«Дорогие мои родители, батюня и мамуня! — так начиналась „восьмая глава“. — Рос у вас в саду молодой купырик, на который сердце ваше радовалось; через несколько лет поправился вам в чужом саду другой купырик, и вы купили его, так как рассчитывали, что он будет приносить вам плоды… Но прошло еще несколько лет, и родной ваш купырик, с которого вы надеялись снимать плоды, невольно у вас отобрали — самый источник вашей жизни… И не хотелось вам отдавать его этому садовнику, — в чужую сторону, па царскую службу, — но он брал не на долгое время, только на три года с лишним; когда у вас брали вашу дорогую садовнику, горько было вам отдавать ее, но делать нечего, так что сердца ваши обливались кровью… И взяли ту садовнику невольно и посадили в глушь старых деревьев; когда была она у вас, то расцветала, но теперь не только не расцветает, но едва листья пущает… А то деревцо купленное, которое у вас осталось, то вы за ней ухаживаете, и она у вас расцветает, но плода очень мало приносит, потому что соседи снимают… Не надо бы так хорошо за тем деревом ухаживать, простору ему давать, а надо бы пересадить его в глушь старых деревьев, чтобы оно не могло расцветать. Это я виню садовников, то есть вас, а то собственно через это дерево и скорбит то дерево, которое отобрали у вас. А собственно почему? Потому что, когда вырывали отобранное дерево, то коренья остались там, и оно из них вытягивает сок; и еще летят листья, так что падают — который на голову, который — на сердце, который — на глаза; который падает на голову, то голова болит, который — на сердце, то сердце ноет, который — на глаза, то не вижу света белаго! Так прошу вас сделать иначе: пересадить ее в глушь старых деревьев, чтобы они заглушили ее, потому что для вас будет легче и для этого дерева: сейчас оно на хорошем месте и хорошо расцветает, а когда назад отдадут ваше дерево занужденное и вы посадите возле этого дерева, то тогда я сделаю так, что совсем оно может засохнуть и не будет приносить вам плода… Цвети, цвет, пока морозу нет, но мороз придет — и цвет опадет! Подлинно расписываюсь казак Петр Нечаев».

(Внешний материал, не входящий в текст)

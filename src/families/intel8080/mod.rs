// SPDX-License-Identifier: GPL-3.0-or-later
// Copyright (C) 2026 Erik van der Tier

//! Intel 8080 family (8080, 8085; Z80 shares the condition encoding).

mod encoder;

pub use encoder::Intel8080Encoder;

use crate::core::cpu::{CpuFamily, CpuType};
use crate::core::encoder::Condition;

pub const FAMILY_ID: CpuFamily = CpuFamily::new("intel8080");
pub const CPU_8080: CpuType = CpuType::new("8080");
pub const CPU_8085: CpuType = CpuType::new("8085");

/// `JMP nn`.
pub const OP_JMP: u8 = 0xC3;

/// 3-bit condition field shared by `Jcc`, `Ccc` and `Rcc` on the 8080 family.
pub fn condition_code(cond: Condition) -> Option<u8> {
    match cond {
        Condition::NotZero => Some(0),
        Condition::Zero => Some(1),
        Condition::NoCarry => Some(2),
        Condition::Carry => Some(3),
        Condition::ParityOdd => Some(4),
        Condition::ParityEven => Some(5),
        Condition::Plus => Some(6),
        Condition::Minus => Some(7),
        Condition::Overflow | Condition::NoOverflow => None,
    }
}

/// `Jcc nn` opcode for `cond`.
pub fn jump_conditional_opcode(cond: Condition) -> Option<u8> {
    condition_code(cond).map(|cc| 0xC2 | (cc << 3))
}

#[cfg(test)]
mod tests {
    use super::*;

    #[test]
    fn conditional_jump_opcodes_match_the_8080_table() {
        let expected = [
            (Condition::NotZero, 0xC2),
            (Condition::Zero, 0xCA),
            (Condition::NoCarry, 0xD2),
            (Condition::Carry, 0xDA),
            (Condition::ParityOdd, 0xE2),
            (Condition::ParityEven, 0xEA),
            (Condition::Plus, 0xF2),
            (Condition::Minus, 0xFA),
        ];
        for (cond, opcode) in expected {
            assert_eq!(jump_conditional_opcode(cond), Some(opcode), "{cond}");
        }
        assert_eq!(jump_conditional_opcode(Condition::Overflow), None);
    }
}
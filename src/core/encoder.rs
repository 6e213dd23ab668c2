// SPDX-License-Identifier: GPL-3.0-or-later
// Copyright (C) 2026 Erik van der Tier

//! Branch encoding boundary.
//!
//! The flow compilers never build instruction bytes themselves. They ask a
//! [`BranchEncoder`] for the three shapes they need:
//!
//! - a short conditional branch that skips exactly one unconditional branch,
//! - an unconditional branch with a 16-bit absolute operand,
//! - the target's counted decrement-and-branch-if-nonzero form.

use std::fmt;
use std::str::FromStr;

use crate::core::cpu::{CpuFamily, CpuType, EncodeError};

/// Width in bytes of every patchable branch operand.
pub const OPERAND_WIDTH: u16 = 2;

/// Byte order of 16-bit operands on the target.
#[derive(Debug, Clone, Copy, PartialEq, Eq, Default)]
pub enum ByteOrder {
    #[default]
    Little,
    Big,
}

impl ByteOrder {
    pub fn word_bytes(self, value: u16) -> [u8; 2] {
        match self {
            ByteOrder::Little => value.to_le_bytes(),
            ByteOrder::Big => value.to_be_bytes(),
        }
    }
}

/// Flag condition tested by a conditional branch.
#[derive(Debug, Clone, Copy, PartialEq, Eq, Hash)]
pub enum Condition {
    Zero,
    NotZero,
    Carry,
    NoCarry,
    Plus,
    Minus,
    ParityEven,
    ParityOdd,
    Overflow,
    NoOverflow,
}

impl Condition {
    pub const ALL: [Condition; 10] = [
        Condition::Zero,
        Condition::NotZero,
        Condition::Carry,
        Condition::NoCarry,
        Condition::Plus,
        Condition::Minus,
        Condition::ParityEven,
        Condition::ParityOdd,
        Condition::Overflow,
        Condition::NoOverflow,
    ];

    /// The condition with opposite polarity.
    pub fn negate(self) -> Self {
        match self {
            Condition::Zero => Condition::NotZero,
            Condition::NotZero => Condition::Zero,
            Condition::Carry => Condition::NoCarry,
            Condition::NoCarry => Condition::Carry,
            Condition::Plus => Condition::Minus,
            Condition::Minus => Condition::Plus,
            Condition::ParityEven => Condition::ParityOdd,
            Condition::ParityOdd => Condition::ParityEven,
            Condition::Overflow => Condition::NoOverflow,
            Condition::NoOverflow => Condition::Overflow,
        }
    }

    /// Canonical lowercase mnemonic.
    pub fn as_str(self) -> &'static str {
        match self {
            Condition::Zero => "z",
            Condition::NotZero => "nz",
            Condition::Carry => "c",
            Condition::NoCarry => "nc",
            Condition::Plus => "p",
            Condition::Minus => "m",
            Condition::ParityEven => "pe",
            Condition::ParityOdd => "po",
            Condition::Overflow => "v",
            Condition::NoOverflow => "nv",
        }
    }
}

impl fmt::Display for Condition {
    fn fmt(&self, f: &mut fmt::Formatter<'_>) -> fmt::Result {
        f.write_str(self.as_str())
    }
}

impl FromStr for Condition {
    type Err = String;

    fn from_str(s: &str) -> Result<Self, Self::Err> {
        let cond = match s.trim().to_ascii_lowercase().as_str() {
            "z" | "eq" => Condition::Zero,
            "nz" | "ne" => Condition::NotZero,
            "c" | "cs" => Condition::Carry,
            "nc" | "cc" => Condition::NoCarry,
            "p" | "pl" => Condition::Plus,
            "m" | "mi" => Condition::Minus,
            "pe" => Condition::ParityEven,
            "po" => Condition::ParityOdd,
            "v" | "vs" => Condition::Overflow,
            "nv" | "vc" => Condition::NoOverflow,
            other => return Err(format!("unknown condition '{other}'")),
        };
        Ok(cond)
    }
}

/// Encodes the branch shapes used by the flow compilers.
///
/// Implementations are stateless; addresses are passed in so relative forms
/// can compute displacements.
pub trait BranchEncoder: Send + Sync {
    fn cpu_id(&self) -> CpuType;

    fn family_id(&self) -> CpuFamily;

    fn byte_order(&self) -> ByteOrder {
        ByteOrder::Little
    }

    /// Length of the short conditional branch for `cond`.
    fn conditional_len(&self, cond: Condition) -> Result<u16, EncodeError>;

    /// Short branch placed at `at`, taken to `target` when `cond` holds.
    fn conditional_branch(
        &self,
        cond: Condition,
        at: u16,
        target: u16,
    ) -> Result<Vec<u8>, EncodeError>;

    /// Length of the unconditional branch.
    fn branch_len(&self) -> u16;

    /// Offset of the 16-bit operand inside the unconditional branch.
    fn branch_operand_offset(&self) -> u16;

    fn unconditional_branch(&self, target: u16) -> Vec<u8>;

    /// Counted decrement-and-branch-if-nonzero placed at `at`, looping to `anchor`.
    fn counted_branch(&self, at: u16, anchor: u16) -> Result<Vec<u8>, EncodeError>;
}

/// Signed 8-bit displacement from the end of an `len`-byte instruction at `at`.
pub fn relative_displacement(
    mnemonic: &str,
    at: u16,
    len: u16,
    target: u16,
) -> Result<u8, EncodeError> {
    let next = i32::from(at) + i32::from(len);
    let delta = i32::from(target) - next;
    i8::try_from(delta)
        .map(|d| d as u8)
        .map_err(|_| EncodeError::out_of_range(mnemonic, at, target))
}
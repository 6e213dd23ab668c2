// SPDX-License-Identifier: GPL-3.0-or-later
// Copyright (C) 2026 Erik van der Tier

//! CPU family encoders.
//!
//! Family modules hold the branch encodings shared by a group of related
//! CPUs; CPU-specific variants live in their own top-level modules.

pub mod intel8080;
pub mod mos6502;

Прочитавши письмо, Ермаков не знал, что сказать. Наталья не глядела на него, но он чувствовал, что она ждет услышать от него что-нибудь по поводу прочитанного: за этим она и пришла, конечно… Он медленно сложил письмо так, как оно было раньше сложено, старательно разгладил смятые листки на коленке, вздохнул и сочувственно произнес:
— Да-а…
Потом, сообразивши, что такое выражение сочувствия не особенно ценно, он смутился и торопливо спросил:
— Давно прислал?
— Да с неделю будет, — заговорила Наталья каким-то сдавленным голосом. — Отец прочел и положил в святцы. Спрашиваю: чего пишет? — а он мне: поди ты к черту, такая-сякая! И все это время прятал в святцы в сундук, да уж нынче как-то забыл на столе. Я вынула и прочла. Назад не положила, все одно — отвечать.